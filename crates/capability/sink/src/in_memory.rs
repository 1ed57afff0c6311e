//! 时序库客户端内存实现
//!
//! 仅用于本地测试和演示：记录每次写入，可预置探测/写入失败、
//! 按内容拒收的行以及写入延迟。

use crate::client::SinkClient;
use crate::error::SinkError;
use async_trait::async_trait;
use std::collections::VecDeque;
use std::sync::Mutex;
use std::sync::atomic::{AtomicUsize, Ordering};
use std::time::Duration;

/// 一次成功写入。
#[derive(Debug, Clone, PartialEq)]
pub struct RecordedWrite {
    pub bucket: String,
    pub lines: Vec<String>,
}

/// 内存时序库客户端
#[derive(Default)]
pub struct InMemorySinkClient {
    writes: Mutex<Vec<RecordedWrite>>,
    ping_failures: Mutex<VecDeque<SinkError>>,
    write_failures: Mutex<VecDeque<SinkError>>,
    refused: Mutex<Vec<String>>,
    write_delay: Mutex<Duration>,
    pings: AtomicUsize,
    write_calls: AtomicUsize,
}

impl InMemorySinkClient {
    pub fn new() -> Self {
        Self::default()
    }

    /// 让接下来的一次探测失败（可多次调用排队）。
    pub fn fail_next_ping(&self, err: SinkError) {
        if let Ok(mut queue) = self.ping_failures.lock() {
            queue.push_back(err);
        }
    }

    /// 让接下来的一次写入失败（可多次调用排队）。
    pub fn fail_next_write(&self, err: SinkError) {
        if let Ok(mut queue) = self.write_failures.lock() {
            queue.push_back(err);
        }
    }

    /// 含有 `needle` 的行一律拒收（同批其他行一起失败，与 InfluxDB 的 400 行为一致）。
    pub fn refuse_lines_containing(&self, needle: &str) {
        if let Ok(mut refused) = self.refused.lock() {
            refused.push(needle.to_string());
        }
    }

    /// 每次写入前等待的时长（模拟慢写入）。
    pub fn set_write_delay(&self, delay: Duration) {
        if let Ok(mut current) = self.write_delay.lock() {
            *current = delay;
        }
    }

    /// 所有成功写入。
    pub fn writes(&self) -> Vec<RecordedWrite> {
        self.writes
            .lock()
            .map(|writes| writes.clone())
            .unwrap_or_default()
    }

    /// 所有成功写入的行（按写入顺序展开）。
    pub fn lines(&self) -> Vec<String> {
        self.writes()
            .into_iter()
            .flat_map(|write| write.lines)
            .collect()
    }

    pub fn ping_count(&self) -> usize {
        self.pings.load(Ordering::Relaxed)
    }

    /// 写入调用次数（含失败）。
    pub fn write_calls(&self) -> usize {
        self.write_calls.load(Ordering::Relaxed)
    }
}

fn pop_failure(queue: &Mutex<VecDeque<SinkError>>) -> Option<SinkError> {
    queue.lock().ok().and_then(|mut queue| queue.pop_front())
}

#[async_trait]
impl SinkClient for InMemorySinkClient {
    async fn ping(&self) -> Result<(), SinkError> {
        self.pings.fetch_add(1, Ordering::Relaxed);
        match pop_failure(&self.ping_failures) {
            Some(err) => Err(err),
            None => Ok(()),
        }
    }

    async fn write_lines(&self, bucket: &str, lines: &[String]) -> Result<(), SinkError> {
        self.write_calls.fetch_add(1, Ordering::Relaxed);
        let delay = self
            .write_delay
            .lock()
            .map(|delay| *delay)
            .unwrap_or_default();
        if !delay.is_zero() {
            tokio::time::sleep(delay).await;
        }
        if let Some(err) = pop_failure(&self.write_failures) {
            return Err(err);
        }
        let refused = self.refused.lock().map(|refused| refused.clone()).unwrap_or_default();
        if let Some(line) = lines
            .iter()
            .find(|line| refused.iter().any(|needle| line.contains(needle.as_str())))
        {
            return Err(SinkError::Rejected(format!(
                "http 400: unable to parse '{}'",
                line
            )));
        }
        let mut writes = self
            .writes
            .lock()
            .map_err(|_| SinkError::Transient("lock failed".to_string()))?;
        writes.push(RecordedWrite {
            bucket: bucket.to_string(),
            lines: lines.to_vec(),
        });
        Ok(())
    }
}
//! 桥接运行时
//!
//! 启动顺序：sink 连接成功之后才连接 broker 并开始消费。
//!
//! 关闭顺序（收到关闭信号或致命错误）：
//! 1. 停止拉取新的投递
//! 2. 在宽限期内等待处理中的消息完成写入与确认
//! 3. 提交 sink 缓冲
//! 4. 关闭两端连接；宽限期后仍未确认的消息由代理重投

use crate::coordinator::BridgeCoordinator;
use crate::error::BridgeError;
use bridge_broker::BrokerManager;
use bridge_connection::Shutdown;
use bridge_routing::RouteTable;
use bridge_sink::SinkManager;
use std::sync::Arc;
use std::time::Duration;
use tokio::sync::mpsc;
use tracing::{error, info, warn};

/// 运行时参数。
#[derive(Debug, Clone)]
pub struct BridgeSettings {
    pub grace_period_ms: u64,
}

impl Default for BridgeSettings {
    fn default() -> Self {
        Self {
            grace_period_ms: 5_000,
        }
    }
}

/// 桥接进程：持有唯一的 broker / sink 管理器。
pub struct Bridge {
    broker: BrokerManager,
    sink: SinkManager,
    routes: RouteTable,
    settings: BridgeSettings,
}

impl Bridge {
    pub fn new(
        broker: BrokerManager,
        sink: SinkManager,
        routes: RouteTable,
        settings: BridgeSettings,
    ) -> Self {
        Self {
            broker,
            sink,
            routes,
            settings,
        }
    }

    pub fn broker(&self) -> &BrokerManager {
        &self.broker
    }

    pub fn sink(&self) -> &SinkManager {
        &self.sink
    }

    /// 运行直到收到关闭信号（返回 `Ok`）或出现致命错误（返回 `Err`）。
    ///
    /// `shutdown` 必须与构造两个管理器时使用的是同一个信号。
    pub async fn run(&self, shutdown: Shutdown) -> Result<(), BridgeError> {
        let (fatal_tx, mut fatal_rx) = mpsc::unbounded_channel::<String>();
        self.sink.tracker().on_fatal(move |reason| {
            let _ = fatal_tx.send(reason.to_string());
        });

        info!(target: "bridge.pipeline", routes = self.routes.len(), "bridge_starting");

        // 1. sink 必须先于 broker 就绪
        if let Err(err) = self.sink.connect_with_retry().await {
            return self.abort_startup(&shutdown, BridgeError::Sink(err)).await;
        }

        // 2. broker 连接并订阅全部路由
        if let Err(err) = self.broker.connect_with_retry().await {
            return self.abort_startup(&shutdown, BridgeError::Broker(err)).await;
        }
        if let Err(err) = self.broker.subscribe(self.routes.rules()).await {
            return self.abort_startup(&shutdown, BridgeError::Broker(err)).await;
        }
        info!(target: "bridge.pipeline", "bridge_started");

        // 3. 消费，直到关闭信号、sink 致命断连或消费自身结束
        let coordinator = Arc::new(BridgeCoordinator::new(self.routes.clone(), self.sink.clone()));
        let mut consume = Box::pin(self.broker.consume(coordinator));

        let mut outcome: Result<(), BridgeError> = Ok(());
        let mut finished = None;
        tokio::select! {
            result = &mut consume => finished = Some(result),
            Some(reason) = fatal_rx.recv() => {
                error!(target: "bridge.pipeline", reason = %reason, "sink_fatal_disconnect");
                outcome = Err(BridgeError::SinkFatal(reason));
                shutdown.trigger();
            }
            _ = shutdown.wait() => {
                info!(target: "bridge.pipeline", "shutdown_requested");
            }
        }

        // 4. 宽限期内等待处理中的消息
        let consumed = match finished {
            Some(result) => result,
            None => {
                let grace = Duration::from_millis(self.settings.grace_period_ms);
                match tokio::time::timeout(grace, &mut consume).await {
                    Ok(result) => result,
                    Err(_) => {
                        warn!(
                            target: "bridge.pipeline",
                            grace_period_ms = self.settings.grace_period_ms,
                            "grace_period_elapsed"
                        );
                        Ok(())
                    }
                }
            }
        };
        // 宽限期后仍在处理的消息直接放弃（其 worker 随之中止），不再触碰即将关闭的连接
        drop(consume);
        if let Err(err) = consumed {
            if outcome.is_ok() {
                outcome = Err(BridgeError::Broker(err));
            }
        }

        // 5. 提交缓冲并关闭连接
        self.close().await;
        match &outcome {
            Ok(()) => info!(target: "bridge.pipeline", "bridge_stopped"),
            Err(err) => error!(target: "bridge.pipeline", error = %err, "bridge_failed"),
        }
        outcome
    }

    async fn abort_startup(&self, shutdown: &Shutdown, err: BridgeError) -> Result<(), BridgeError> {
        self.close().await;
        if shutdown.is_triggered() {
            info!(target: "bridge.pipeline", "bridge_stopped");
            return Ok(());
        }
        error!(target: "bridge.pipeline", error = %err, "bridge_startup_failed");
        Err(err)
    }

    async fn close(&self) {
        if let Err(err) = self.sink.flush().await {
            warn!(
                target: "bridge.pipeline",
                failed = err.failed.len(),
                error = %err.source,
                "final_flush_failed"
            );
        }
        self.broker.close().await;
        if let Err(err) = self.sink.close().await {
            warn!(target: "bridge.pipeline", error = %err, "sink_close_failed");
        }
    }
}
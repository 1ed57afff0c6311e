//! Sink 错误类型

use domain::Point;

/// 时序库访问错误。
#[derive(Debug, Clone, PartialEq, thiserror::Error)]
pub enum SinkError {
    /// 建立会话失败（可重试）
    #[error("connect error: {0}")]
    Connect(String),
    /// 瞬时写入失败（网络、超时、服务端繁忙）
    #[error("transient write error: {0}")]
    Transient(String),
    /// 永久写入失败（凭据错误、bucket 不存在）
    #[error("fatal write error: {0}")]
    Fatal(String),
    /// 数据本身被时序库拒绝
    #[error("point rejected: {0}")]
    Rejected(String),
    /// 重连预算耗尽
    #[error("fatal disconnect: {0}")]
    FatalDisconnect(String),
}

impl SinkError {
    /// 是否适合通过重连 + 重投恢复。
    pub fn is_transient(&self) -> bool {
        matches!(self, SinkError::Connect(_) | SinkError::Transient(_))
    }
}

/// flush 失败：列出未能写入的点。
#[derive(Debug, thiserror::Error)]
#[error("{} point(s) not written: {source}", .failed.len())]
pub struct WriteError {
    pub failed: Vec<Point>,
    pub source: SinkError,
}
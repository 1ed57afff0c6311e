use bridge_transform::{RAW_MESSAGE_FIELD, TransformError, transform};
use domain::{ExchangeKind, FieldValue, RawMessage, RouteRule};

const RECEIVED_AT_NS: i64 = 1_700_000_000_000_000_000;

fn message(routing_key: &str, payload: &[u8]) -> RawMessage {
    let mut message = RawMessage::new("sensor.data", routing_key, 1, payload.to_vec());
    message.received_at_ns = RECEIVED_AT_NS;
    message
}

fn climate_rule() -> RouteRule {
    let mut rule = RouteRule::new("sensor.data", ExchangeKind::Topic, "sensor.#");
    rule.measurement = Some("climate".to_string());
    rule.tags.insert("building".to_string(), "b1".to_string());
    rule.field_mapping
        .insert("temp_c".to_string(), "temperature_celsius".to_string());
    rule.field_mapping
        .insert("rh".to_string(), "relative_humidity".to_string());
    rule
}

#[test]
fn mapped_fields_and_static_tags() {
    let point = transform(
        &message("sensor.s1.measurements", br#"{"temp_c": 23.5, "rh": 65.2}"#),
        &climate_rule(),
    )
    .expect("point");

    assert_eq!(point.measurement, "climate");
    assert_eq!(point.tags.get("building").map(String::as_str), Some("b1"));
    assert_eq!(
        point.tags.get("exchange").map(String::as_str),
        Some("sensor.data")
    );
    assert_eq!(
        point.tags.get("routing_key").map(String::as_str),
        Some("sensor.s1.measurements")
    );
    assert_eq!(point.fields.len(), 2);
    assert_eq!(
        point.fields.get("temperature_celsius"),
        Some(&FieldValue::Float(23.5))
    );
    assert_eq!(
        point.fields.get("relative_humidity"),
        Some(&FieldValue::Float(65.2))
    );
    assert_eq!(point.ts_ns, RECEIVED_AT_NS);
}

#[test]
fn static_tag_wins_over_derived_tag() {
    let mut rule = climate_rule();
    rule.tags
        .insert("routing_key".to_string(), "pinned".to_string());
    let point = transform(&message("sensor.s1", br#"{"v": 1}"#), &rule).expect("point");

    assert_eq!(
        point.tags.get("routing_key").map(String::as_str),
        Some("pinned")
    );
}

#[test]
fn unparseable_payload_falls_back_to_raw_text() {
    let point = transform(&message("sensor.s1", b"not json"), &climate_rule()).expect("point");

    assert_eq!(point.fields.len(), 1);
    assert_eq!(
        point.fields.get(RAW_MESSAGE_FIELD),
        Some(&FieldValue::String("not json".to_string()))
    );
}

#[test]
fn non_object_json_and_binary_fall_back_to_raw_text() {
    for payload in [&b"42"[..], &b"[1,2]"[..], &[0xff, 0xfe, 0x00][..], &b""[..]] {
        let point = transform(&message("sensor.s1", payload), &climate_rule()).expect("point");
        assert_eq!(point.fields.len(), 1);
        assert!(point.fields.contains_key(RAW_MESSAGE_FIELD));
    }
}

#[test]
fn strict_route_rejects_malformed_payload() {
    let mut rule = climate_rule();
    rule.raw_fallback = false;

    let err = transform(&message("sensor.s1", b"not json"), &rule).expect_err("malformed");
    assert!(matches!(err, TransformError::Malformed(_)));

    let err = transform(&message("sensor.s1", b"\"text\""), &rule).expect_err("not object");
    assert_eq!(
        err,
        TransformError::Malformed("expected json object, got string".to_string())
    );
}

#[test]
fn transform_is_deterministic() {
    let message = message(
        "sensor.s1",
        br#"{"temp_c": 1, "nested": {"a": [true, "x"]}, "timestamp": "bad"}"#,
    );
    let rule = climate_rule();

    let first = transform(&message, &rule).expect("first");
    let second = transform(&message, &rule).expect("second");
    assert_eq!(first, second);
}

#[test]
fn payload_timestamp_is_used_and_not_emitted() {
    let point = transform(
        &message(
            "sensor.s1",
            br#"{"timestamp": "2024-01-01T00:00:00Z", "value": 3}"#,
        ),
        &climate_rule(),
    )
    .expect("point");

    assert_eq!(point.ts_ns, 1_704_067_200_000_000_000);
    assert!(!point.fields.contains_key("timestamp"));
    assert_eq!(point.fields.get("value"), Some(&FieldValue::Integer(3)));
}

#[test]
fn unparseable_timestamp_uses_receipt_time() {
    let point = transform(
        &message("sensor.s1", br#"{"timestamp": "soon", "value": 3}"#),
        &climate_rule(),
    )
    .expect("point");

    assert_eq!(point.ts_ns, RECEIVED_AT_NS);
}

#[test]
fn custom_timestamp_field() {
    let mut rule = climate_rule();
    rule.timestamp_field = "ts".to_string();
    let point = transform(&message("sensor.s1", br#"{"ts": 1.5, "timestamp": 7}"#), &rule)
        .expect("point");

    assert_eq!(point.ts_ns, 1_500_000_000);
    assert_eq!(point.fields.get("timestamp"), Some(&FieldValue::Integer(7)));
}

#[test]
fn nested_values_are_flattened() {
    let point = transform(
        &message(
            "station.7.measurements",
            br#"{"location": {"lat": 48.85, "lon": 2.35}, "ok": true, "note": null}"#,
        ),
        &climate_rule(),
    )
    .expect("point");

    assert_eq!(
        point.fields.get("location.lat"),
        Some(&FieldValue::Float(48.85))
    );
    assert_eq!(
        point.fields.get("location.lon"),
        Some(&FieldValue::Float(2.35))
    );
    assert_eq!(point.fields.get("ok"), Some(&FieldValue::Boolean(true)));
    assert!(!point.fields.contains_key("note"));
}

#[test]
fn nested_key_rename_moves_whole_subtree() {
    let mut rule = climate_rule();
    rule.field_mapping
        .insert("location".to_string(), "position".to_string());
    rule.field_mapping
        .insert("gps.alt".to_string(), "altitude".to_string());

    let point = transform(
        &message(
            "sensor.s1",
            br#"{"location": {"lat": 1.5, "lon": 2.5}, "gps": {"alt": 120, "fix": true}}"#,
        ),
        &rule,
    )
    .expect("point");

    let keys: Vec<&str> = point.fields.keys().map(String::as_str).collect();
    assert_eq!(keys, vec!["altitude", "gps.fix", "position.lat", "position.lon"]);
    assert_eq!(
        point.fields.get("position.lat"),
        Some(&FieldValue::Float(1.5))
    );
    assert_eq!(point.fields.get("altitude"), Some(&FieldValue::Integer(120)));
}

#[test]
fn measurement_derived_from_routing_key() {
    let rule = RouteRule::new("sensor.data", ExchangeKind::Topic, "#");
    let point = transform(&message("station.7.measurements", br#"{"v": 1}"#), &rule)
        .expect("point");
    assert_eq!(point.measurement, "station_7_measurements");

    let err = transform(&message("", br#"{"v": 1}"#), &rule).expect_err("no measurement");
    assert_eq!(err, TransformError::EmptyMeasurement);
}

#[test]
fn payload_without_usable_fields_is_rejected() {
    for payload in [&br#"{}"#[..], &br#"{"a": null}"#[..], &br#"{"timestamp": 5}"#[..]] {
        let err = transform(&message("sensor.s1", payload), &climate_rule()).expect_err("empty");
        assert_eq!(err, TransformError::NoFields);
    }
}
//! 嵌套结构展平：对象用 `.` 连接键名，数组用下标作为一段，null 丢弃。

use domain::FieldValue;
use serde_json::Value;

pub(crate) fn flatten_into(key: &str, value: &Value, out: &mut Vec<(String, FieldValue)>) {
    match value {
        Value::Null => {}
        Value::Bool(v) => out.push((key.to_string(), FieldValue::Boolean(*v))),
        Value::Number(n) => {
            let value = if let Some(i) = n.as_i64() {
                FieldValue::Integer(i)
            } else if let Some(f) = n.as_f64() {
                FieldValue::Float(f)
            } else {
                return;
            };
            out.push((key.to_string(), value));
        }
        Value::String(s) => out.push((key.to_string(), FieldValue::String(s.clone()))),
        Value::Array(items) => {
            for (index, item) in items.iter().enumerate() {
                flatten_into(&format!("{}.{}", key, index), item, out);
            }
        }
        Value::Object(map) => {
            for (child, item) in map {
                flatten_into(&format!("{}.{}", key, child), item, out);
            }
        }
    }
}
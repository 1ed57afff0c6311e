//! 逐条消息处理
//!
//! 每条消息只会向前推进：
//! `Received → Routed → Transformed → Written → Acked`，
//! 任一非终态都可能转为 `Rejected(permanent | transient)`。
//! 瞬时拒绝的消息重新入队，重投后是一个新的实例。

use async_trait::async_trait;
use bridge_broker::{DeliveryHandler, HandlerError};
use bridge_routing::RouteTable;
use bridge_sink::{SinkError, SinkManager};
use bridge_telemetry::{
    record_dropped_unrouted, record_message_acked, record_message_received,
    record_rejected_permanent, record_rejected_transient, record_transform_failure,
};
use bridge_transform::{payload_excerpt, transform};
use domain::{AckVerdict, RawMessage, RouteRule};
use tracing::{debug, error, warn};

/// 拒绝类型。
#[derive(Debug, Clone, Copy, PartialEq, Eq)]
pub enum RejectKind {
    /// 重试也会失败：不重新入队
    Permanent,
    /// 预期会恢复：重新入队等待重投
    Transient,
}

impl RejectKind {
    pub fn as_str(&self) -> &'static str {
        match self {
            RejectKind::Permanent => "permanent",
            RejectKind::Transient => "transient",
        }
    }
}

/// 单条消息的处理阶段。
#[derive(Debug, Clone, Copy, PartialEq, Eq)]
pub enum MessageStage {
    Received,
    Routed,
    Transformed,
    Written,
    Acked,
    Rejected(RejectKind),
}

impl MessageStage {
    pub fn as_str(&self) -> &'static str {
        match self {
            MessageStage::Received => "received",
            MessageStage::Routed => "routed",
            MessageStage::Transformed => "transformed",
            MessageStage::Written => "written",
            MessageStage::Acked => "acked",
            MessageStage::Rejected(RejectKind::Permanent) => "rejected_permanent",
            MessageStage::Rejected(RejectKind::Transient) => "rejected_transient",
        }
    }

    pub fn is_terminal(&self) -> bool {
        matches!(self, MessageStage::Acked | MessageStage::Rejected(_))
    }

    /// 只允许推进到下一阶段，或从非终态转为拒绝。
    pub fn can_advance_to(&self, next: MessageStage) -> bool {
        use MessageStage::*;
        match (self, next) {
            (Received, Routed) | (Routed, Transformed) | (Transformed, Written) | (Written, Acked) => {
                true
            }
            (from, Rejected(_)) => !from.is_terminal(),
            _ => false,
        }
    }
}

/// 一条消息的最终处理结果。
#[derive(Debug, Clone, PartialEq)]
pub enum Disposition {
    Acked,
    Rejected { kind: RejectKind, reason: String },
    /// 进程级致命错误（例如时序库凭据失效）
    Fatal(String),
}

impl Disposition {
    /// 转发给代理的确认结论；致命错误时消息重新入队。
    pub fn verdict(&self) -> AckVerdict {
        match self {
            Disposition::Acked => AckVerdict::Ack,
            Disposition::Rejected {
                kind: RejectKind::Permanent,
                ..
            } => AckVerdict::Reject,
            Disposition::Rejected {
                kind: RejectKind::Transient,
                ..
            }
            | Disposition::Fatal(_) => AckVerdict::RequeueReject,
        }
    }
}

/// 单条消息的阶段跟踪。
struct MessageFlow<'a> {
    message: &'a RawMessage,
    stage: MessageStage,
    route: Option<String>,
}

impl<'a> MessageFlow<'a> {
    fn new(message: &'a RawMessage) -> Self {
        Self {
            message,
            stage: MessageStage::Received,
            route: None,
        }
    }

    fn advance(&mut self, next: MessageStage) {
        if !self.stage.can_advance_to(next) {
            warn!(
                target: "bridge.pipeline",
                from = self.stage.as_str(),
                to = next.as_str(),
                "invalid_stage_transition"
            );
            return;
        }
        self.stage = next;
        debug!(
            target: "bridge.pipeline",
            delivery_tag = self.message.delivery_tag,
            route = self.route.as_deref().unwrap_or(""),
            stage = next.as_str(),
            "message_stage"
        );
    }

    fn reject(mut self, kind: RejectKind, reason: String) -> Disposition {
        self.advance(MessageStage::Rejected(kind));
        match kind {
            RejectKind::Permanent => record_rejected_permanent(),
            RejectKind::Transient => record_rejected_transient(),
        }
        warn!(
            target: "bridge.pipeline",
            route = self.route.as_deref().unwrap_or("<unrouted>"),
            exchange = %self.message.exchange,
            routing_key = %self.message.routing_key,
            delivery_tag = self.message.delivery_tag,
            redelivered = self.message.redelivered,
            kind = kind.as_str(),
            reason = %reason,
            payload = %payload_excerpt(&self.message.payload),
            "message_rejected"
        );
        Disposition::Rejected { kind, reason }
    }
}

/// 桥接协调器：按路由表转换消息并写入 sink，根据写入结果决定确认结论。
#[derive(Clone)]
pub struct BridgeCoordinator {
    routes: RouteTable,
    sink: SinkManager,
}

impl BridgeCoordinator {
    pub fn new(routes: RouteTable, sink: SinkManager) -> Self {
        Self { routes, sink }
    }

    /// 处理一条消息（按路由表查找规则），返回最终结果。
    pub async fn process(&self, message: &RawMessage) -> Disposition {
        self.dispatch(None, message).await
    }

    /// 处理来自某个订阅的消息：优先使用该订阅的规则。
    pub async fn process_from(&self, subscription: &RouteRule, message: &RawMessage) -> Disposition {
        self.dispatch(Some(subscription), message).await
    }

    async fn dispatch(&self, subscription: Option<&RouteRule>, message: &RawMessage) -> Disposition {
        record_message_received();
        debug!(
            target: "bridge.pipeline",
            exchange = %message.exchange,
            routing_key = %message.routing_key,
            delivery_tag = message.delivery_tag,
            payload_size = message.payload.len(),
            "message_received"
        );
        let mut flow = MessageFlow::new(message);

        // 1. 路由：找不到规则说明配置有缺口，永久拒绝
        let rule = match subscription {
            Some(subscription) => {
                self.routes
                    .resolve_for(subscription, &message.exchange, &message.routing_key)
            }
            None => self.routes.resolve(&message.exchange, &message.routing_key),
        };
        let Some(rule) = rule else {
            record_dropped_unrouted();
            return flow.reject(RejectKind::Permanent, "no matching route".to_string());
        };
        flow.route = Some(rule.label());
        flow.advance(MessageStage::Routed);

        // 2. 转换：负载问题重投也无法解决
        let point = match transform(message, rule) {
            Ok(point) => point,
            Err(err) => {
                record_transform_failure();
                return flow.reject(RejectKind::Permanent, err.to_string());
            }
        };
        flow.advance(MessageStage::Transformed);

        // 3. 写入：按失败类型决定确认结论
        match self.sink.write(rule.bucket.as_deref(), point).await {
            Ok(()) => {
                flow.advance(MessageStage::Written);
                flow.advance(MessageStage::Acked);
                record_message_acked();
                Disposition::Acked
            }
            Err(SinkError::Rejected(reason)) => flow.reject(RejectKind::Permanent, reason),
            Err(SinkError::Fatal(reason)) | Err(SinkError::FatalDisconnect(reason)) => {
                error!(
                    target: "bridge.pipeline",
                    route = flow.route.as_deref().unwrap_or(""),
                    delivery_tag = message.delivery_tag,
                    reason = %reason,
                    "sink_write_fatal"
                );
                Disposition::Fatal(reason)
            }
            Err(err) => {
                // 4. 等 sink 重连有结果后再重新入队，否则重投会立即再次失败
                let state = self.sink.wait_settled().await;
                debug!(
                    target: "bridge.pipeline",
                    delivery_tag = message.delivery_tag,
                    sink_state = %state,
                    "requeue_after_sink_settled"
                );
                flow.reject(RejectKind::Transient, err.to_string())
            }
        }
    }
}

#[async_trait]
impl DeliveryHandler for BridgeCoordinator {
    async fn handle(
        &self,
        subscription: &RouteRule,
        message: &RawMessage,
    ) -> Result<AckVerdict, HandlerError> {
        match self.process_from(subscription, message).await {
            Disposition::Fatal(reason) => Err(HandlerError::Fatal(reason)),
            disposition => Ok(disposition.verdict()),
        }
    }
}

········

Problem details: Look in the material above for the line with "Option<&RouteRule>, message: &RawMessage)" and the line with "match self.sink.write(rule.bucket.as_deref(), point).await", and transcribe exactly those lines and all lines between them, nothing more.

Output for this exercise:
    async fn dispatch(&self, subscription: Option<&RouteRule>, message: &RawMessage) -> Disposition {
        record_message_received();
        debug!(
            target: "bridge.pipeline",
            exchange = %message.exchange,
            routing_key = %message.routing_key,
            delivery_tag = message.delivery_tag,
            payload_size = message.payload.len(),
            "message_received"
        );
        let mut flow = MessageFlow::new(message);

        // 1. 路由：找不到规则说明配置有缺口，永久拒绝
        let rule = match subscription {
            Some(subscription) => {
                self.routes
                    .resolve_for(subscription, &message.exchange, &message.routing_key)
            }
            None => self.routes.resolve(&message.exchange, &message.routing_key),
        };
        let Some(rule) = rule else {
            record_dropped_unrouted();
            return flow.reject(RejectKind::Permanent, "no matching route".to_string());
        };
        flow.route = Some(rule.label());
        flow.advance(MessageStage::Routed);

        // 2. 转换：负载问题重投也无法解决
        let point = match transform(message, rule) {
            Ok(point) => point,
            Err(err) => {
                record_transform_failure();
                return flow.reject(RejectKind::Permanent, err.to_string());
            }
        };
        flow.advance(MessageStage::Transformed);

        // 3. 写入：按失败类型决定确认结论
        match self.sink.write(rule.bucket.as_deref(), point).await {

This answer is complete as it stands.